Texte introductif. La F/francophonie dans l’aire indiaocéanique : singularités, héritages et pratiques
Résumé
S’interroger sur la spécificité d’une aire géographique et culturelle implique une réflexion sur ses caractères communs et sur leur singularité dans un ensemble plus vaste. La F/francophonie1 dans l’aire indiaocéanique2 interroge ainsi les caractéristiques principalement îliennes (les Comores, Mayotte, Madagascar, île Maurice, La Réunion, Rodrigues et les Seychelles) et plus globalement maritimes (Djibouti, Pondichéry, Karikal, Mahé, Yanaon et Chandernagor) qui la composent. Elle sonde également les héritages à mettre en lien avec une colonisation française3 s’étirant du XVIIe siècle au XXe siècle qui s’inscrit dans une lutte d’influence, particulièrement avec la Grande-Bretagne4. Elle met surtout en évidence des singularités sociales et culturelles qui portent en elles des enjeux linguistiques complexes d’un point de vue fonctionnel. Loin de vouloir figer et réifier une identité culturelle spécifique aux différentes régions de l’océan Indien5, le propos vise à présenter des perspectives critiques mêlant tout à la fois le poids de certains héritages et l’évolution sémantique de la notion de F/francophonie. Au-delà de considérations purement lexicales, une approche comparative et évolutive suppose de tenir compte de processus historiques qui contribuent à ajuster le sens des mots dans des pratiques sociales complexes par lesquelles transite la production de sens autour de cette notion.

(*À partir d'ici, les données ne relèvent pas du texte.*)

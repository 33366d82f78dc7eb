use fission::engine::RouteInfo;
use fission::{
    handlers, Context, Engine, EngineConfig, Failure, HandlerResult, Method, StatusCode,
};

use std::sync::Arc;
use std::thread;

use bytes::Bytes;
use http::{Request, Response};

fn request(method: Method, uri: &str) -> Request<Bytes> {
    Request::builder()
        .method(method)
        .uri(uri)
        .body(Bytes::new())
        .unwrap()
}

fn send(engine: &Engine, method: Method, uri: &str) -> Response<Bytes> {
    engine.dispatch(request(method, uri)).unwrap()
}

fn body(resp: &Response<Bytes>) -> &str {
    std::str::from_utf8(resp.body()).unwrap()
}

fn header<'a>(resp: &'a Response<Bytes>, name: &str) -> Option<&'a str> {
    resp.headers().get(name).map(|v| v.to_str().unwrap())
}

fn index(c: &mut Context) -> HandlerResult {
    c.string(StatusCode::OK, "index")
}

fn hello(c: &mut Context) -> HandlerResult {
    c.string(StatusCode::OK, "hello")
}

fn hello_name(c: &mut Context) -> HandlerResult {
    let text = format!("hello {}", c.param("name"));
    c.string(StatusCode::OK, &text)
}

fn login(c: &mut Context) -> HandlerResult {
    c.string(StatusCode::OK, "login")
}

fn assets(c: &mut Context) -> HandlerResult {
    let text = c.param("filepath").to_owned();
    c.string(StatusCode::OK, &text)
}

fn scenario() -> Engine {
    let mut engine = Engine::new();
    engine
        .get("/", handlers![index])
        .get("/hello", handlers![hello])
        .post("/login", handlers![login])
        .get("/hello/:name", handlers![hello_name])
        .get("/assets/*filepath", handlers![assets]);
    engine
}

#[test]
fn end_to_end() {
    let engine = scenario();

    let resp = send(&engine, Method::GET, "/");
    assert_eq!(resp.status(), StatusCode::OK);
    assert_eq!(body(&resp), "index");

    let resp = send(&engine, Method::GET, "/hello/alice");
    assert_eq!(body(&resp), "hello alice");
    assert_eq!(
        header(&resp, "content-type"),
        Some("text/plain; charset=utf-8")
    );

    let resp = send(&engine, Method::GET, "/assets/js/app.js");
    assert_eq!(body(&resp), "js/app.js");

    let resp = send(&engine, Method::POST, "/login");
    assert_eq!(body(&resp), "login");

    let resp = send(&engine, Method::GET, "/assets");
    assert_eq!(resp.status(), StatusCode::NOT_FOUND);
    assert_eq!(body(&resp), "404 page not found");
}

#[test]
fn method_not_allowed() {
    let mut engine = scenario();

    let resp = send(&engine, Method::DELETE, "/hello");
    assert_eq!(resp.status(), StatusCode::METHOD_NOT_ALLOWED);
    assert_eq!(header(&resp, "allow"), Some("GET"));
    assert_eq!(body(&resp), "405 method not allowed");

    engine.post("/hello", handlers![hello]);
    let resp = send(&engine, Method::DELETE, "/hello");
    assert_eq!(header(&resp, "allow"), Some("GET, POST"));

    engine.config_mut().handle_method_not_allowed = false;
    let resp = send(&engine, Method::DELETE, "/hello");
    assert_eq!(resp.status(), StatusCode::NOT_FOUND);
    assert!(header(&resp, "allow").is_none());
}

#[test]
fn static_route_wins() {
    let mut engine = Engine::new();
    engine
        .get("/user/:id", handlers![|c: &mut Context| {
            let text = format!("user {}", c.param("id"));
            c.string(StatusCode::OK, &text)
        }])
        .get("/user/new", handlers![|c: &mut Context| c.string(StatusCode::OK, "new user")]);

    assert_eq!(body(&send(&engine, Method::GET, "/user/new")), "new user");
    assert_eq!(body(&send(&engine, Method::GET, "/user/42")), "user 42");
}

#[test]
fn trailing_slash_redirect() {
    let mut engine = Engine::new();
    engine
        .get("/foo", handlers![hello])
        .post("/bar/", handlers![hello]);

    let resp = send(&engine, Method::GET, "/foo/");
    assert_eq!(resp.status(), StatusCode::MOVED_PERMANENTLY);
    assert_eq!(header(&resp, "location"), Some("/foo"));

    let resp = send(&engine, Method::POST, "/bar");
    assert_eq!(resp.status(), StatusCode::TEMPORARY_REDIRECT);
    assert_eq!(header(&resp, "location"), Some("/bar/"));

    let resp = send(&engine, Method::GET, "/foo/?page=2");
    assert_eq!(header(&resp, "location"), Some("/foo?page=2"));

    let req = Request::builder()
        .uri("/foo/")
        .header("X-Forwarded-Prefix", "/api<script>/")
        .body(Bytes::new())
        .unwrap();
    let resp = engine.dispatch(req).unwrap();
    assert_eq!(header(&resp, "location"), Some("/apiscript/foo"));

    engine.config_mut().redirect_trailing_slash = false;
    let resp = send(&engine, Method::GET, "/foo/");
    assert_eq!(resp.status(), StatusCode::NOT_FOUND);
}

#[test]
fn trailing_slash_redirect_stays_on_site() {
    let mut engine = Engine::new();
    engine.get("/:page", handlers![|c: &mut Context| {
        let text = c.param("page").to_owned();
        c.string(StatusCode::OK, &text)
    }]);
    engine.config_mut().remove_extra_slash = true;

    let resp = send(&engine, Method::GET, "//evil.com/");
    assert_eq!(resp.status(), StatusCode::MOVED_PERMANENTLY);
    assert_eq!(header(&resp, "location"), Some("/evil.com"));

    let resp = send(&engine, Method::GET, "///evil.com/?next=1");
    assert_eq!(header(&resp, "location"), Some("/evil.com?next=1"));

    engine.config_mut().remove_extra_slash = false;
    let resp = send(&engine, Method::GET, "//evil.com/");
    if let Some(location) = header(&resp, "location") {
        assert!(!location.starts_with("//"), "location = {}", location);
    }
}

#[test]
fn fixed_path_redirect() {
    let config = EngineConfig {
        redirect_fixed_path: true,
        ..EngineConfig::default()
    };
    let mut engine = Engine::with_config(config);
    engine.get("/hello", handlers![hello]);

    let resp = send(&engine, Method::GET, "/HELLO");
    assert_eq!(resp.status(), StatusCode::MOVED_PERMANENTLY);
    assert_eq!(header(&resp, "location"), Some("/hello"));

    let resp = send(&engine, Method::GET, "/a/../Hello");
    assert_eq!(header(&resp, "location"), Some("/hello"));

    let resp = send(&engine, Method::GET, "/goodbye");
    assert_eq!(resp.status(), StatusCode::NOT_FOUND);
}

#[test]
fn remove_extra_slash() {
    let mut engine = Engine::new();
    engine.get("/a/hello", handlers![hello]);

    assert_eq!(
        send(&engine, Method::GET, "/a//hello").status(),
        StatusCode::NOT_FOUND
    );

    engine.config_mut().remove_extra_slash = true;
    let resp = send(&engine, Method::GET, "/a//hello");
    assert_eq!(resp.status(), StatusCode::OK);
    assert_eq!(body(&resp), "hello");
}

#[test]
fn unescape_path_values() {
    let mut engine = Engine::new();
    engine.get("/hello/:name", handlers![hello_name]);

    let resp = send(&engine, Method::GET, "/hello/j%C3%BCrgen");
    assert_eq!(body(&resp), "hello jürgen");

    engine.config_mut().unescape_path_values = false;
    let resp = send(&engine, Method::GET, "/hello/j%C3%BCrgen");
    assert_eq!(body(&resp), "hello j%C3%BCrgen");
}

#[test]
fn custom_fallbacks() {
    let mut engine = scenario();
    engine
        .no_route(handlers![|c: &mut Context| c.string(StatusCode::NOT_FOUND, "nothing here")])
        .no_method(handlers![|c: &mut Context| -> HandlerResult {
            c.status(StatusCode::GONE);
            Ok(())
        }]);

    let resp = send(&engine, Method::GET, "/missing");
    assert_eq!(resp.status(), StatusCode::NOT_FOUND);
    assert_eq!(body(&resp), "nothing here");

    let resp = send(&engine, Method::PUT, "/login");
    assert_eq!(resp.status(), StatusCode::GONE);
    assert_eq!(body(&resp), "");
}

#[test]
fn global_middleware_runs_for_fallbacks() {
    let mut engine = Engine::new();
    engine.use_middleware(handlers![|c: &mut Context| {
        c.header("X-Request-Id", "42");
        c.next()
    }]);
    engine.get("/hello", handlers![hello]);

    let resp = send(&engine, Method::GET, "/hello");
    assert_eq!(header(&resp, "x-request-id"), Some("42"));

    let resp = send(&engine, Method::GET, "/missing");
    assert_eq!(resp.status(), StatusCode::NOT_FOUND);
    assert_eq!(header(&resp, "x-request-id"), Some("42"));
}

#[test]
fn recovery_catches_failures() {
    let mut engine = Engine::with_defaults();
    engine
        .get("/panic", handlers![|_: &mut Context| -> HandlerResult {
            panic!("boom")
        }])
        .get("/upstream", handlers![|_: &mut Context| -> HandlerResult {
            Err(Failure::new(StatusCode::BAD_GATEWAY, "upstream down"))
        }])
        .get("/partial", handlers![|c: &mut Context| -> HandlerResult {
            c.string(StatusCode::OK, "partial")?;
            Err(Failure::internal("late"))
        }])
        .get("/parse", handlers![|c: &mut Context| -> HandlerResult {
            let n: u32 = c.query("n").parse()?;
            c.string(StatusCode::OK, &n.to_string())
        }]);

    let resp = send(&engine, Method::GET, "/panic");
    assert_eq!(resp.status(), StatusCode::INTERNAL_SERVER_ERROR);
    assert_eq!(body(&resp), "Internal Server Error");

    let resp = send(&engine, Method::GET, "/upstream");
    assert_eq!(resp.status(), StatusCode::BAD_GATEWAY);
    assert_eq!(body(&resp), "Bad Gateway");

    // whatever the handler wrote before failing stays
    let resp = send(&engine, Method::GET, "/partial");
    assert_eq!(resp.status(), StatusCode::OK);
    assert_eq!(body(&resp), "partial");

    let resp = send(&engine, Method::GET, "/parse?n=x");
    assert_eq!(resp.status(), StatusCode::INTERNAL_SERVER_ERROR);

    let resp = send(&engine, Method::GET, "/parse?n=7");
    assert_eq!(body(&resp), "7");

    // the engine keeps serving after a panic
    let resp = send(&engine, Method::GET, "/parse?n=8");
    assert_eq!(body(&resp), "8");
}

#[test]
fn failures_reach_the_caller_without_recovery() {
    let mut engine = Engine::new();
    engine.get("/fail", handlers![|_: &mut Context| -> HandlerResult {
        Err(Failure::new(StatusCode::SERVICE_UNAVAILABLE, "maintenance"))
    }]);

    let failure = engine.dispatch(request(Method::GET, "/fail")).unwrap_err();
    assert_eq!(failure.status(), StatusCode::SERVICE_UNAVAILABLE);
    assert_eq!(failure.message(), "maintenance");
}

#[test]
fn routes_introspection() {
    let engine = scenario();
    let routes = engine.routes();

    assert_eq!(routes.len(), 5);
    let RouteInfo {
        method,
        path,
        handler,
    } = &routes[0];
    assert_eq!(*method, Method::GET);
    assert_eq!(path, "/");
    assert!(handler.ends_with("index"), "handler = {}", handler);

    assert!(routes
        .iter()
        .any(|r| r.method == Method::POST && r.path == "/login"));
}

#[test]
#[should_panic(expected = "handlers are already registered")]
fn duplicate_route_panics() {
    let mut engine = scenario();
    engine.get("/hello", handlers![hello]);
}

#[test]
fn contexts_are_recycled_cleanly() {
    let mut engine = Engine::new();
    engine
        .get("/set", handlers![|c: &mut Context| {
            c.set("user", "alice");
            c.error(std::io::Error::new(std::io::ErrorKind::Other, "noted"));
            c.string(StatusCode::CREATED, "set")
        }])
        .get("/check", handlers![|c: &mut Context| {
            let text = format!(
                "{}|{}|{}",
                c.get_string("user"),
                c.errors().len(),
                c.full_path()
            );
            c.string(StatusCode::OK, &text)
        }]);

    assert_eq!(send(&engine, Method::GET, "/set").status(), StatusCode::CREATED);
    let resp = send(&engine, Method::GET, "/check");
    assert_eq!(resp.status(), StatusCode::OK);
    assert_eq!(body(&resp), "|0|/check");
}

#[test]
fn config_deserializes_with_defaults() {
    let config: EngineConfig =
        serde_json::from_str(r#"{"redirect_fixed_path": true, "max_idle_contexts": 8}"#).unwrap();
    assert!(config.redirect_fixed_path);
    assert_eq!(config.max_idle_contexts, 8);
    assert!(config.redirect_trailing_slash);
    assert!(config.handle_method_not_allowed);
    assert!(!config.remove_extra_slash);
    assert!(config.unescape_path_values);
}

#[test]
fn concurrent_dispatch() {
    let mut engine = scenario();
    engine.use_middleware(handlers![|c: &mut Context| {
        let id = c.param("name").to_owned();
        c.set("id", id);
        c.next()
    }]);
    engine.get("/echo/:name", handlers![|c: &mut Context| {
        let text = format!("{}:{}", c.param("name"), c.get_string("id"));
        c.string(StatusCode::OK, &text)
    }]);
    let engine = Arc::new(engine);

    let workers: Vec<_> = (0..8)
        .map(|t| {
            let engine = Arc::clone(&engine);
            thread::spawn(move || {
                for i in 0..200 {
                    let name = format!("t{}r{}", t, i);
                    let resp = send(&engine, Method::GET, &format!("/echo/{}", name));
                    assert_eq!(body(&resp), format!("{}:{}", name, name));

                    let resp = send(&engine, Method::GET, "/hello/alice");
                    assert_eq!(body(&resp), "hello alice");
                }
            })
        })
        .collect();

    for worker in workers {
        worker.join().unwrap();
    }
}
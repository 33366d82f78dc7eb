use std::sync::Arc;

/// The data attached to one registered pattern.
#[derive(Debug)]
pub(super) struct Endpoint<T> {
    pub(super) data: T,
    /// The canonical pattern this endpoint was registered under.
    pub(super) full_path: Arc<str>,
}

impl<T> Endpoint<T> {
    pub(super) fn new(data: T, full_path: String) -> Self {
        Self {
            data,
            full_path: full_path.into(),
        }
    }
}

C’est tout l’intérêt de la portée heuristique de l’histoire en ce qu’elle permet de faire sens des différences et des écarts avec le présent et d’inscrire l’étude de la F/francophonie dans un processus dynamique et complexe. La notion de F/francophonie diffère ainsi en situation coloniale et postcoloniale. L’inscrire dans un temps long facilite une analyse processuelle qui tourne le dos à un présentisme à valeur universelle.